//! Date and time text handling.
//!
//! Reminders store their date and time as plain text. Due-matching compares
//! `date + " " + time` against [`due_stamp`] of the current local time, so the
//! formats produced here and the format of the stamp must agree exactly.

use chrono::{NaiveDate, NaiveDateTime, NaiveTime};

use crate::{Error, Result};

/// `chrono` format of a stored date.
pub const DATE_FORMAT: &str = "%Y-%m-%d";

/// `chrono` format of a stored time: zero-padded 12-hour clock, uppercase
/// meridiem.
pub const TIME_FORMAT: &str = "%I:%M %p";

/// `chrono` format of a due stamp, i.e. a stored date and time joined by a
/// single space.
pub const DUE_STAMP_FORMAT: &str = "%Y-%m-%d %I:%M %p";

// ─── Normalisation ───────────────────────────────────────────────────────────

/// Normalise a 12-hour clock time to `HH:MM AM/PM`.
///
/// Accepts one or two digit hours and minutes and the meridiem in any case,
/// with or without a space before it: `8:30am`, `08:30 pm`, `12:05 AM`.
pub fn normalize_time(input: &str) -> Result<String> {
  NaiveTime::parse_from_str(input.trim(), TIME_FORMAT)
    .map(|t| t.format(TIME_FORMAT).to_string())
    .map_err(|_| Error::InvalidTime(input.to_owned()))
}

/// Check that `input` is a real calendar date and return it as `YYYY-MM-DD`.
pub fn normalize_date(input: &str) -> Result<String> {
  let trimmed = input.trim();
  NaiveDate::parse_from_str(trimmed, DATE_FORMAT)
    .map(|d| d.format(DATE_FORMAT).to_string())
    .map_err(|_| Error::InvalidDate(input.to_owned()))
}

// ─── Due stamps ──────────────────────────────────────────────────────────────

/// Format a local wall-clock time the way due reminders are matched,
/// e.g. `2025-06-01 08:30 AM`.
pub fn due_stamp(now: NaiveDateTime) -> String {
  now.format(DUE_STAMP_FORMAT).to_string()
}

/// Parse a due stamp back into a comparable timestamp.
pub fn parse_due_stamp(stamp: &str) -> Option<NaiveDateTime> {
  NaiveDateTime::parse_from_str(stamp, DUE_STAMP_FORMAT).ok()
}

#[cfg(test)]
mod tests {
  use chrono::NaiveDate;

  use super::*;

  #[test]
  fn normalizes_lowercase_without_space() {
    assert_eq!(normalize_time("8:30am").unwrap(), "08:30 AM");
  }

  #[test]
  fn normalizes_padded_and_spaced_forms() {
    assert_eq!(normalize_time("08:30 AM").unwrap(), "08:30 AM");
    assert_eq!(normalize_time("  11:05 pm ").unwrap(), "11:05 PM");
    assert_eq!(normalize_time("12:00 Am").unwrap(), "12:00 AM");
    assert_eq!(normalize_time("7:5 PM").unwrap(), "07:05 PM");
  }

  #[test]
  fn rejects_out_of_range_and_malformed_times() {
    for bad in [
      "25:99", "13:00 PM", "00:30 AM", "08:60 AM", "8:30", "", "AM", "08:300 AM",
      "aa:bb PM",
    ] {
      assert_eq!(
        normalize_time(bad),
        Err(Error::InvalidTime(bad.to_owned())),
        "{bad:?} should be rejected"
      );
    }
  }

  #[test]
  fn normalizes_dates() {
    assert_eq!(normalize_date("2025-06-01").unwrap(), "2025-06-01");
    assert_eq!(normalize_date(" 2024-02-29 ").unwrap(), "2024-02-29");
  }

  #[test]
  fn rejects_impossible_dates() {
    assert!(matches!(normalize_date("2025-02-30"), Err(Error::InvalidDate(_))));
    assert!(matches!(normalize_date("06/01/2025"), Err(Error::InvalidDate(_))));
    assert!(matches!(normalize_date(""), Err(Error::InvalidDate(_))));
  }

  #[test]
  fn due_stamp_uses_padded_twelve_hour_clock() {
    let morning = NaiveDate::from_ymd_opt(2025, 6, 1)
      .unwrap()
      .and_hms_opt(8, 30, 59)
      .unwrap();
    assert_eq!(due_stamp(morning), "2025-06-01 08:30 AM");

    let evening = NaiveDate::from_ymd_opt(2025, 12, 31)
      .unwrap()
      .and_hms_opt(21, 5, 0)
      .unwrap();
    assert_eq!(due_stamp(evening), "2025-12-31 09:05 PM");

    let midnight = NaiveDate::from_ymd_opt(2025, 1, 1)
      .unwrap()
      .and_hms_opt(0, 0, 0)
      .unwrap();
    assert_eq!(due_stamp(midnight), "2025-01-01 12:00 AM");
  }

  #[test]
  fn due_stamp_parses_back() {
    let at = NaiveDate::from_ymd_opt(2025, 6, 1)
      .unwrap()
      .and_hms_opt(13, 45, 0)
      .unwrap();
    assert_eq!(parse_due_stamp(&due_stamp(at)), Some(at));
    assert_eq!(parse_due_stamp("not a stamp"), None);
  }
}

| PROMPT |
What you output must be the lines from the opening of the material above up to and including the line with "pub const TIME_FORMAT: &str", reproduced exactly.

| OUTPUT FOR THIS EXERCISE |
//! Date and time text handling.
//!
//! Reminders store their date and time as plain text. Due-matching compares
//! `date + " " + time` against [`due_stamp`] of the current local time, so the
//! formats produced here and the format of the stamp must agree exactly.

use chrono::{NaiveDate, NaiveDateTime, NaiveTime};

use crate::{Error, Result};

/// `chrono` format of a stored date.
pub const DATE_FORMAT: &str = "%Y-%m-%d";

/// `chrono` format of a stored time: zero-padded 12-hour clock, uppercase
/// meridiem.
pub const TIME_FORMAT: &str = "%I:%M %p";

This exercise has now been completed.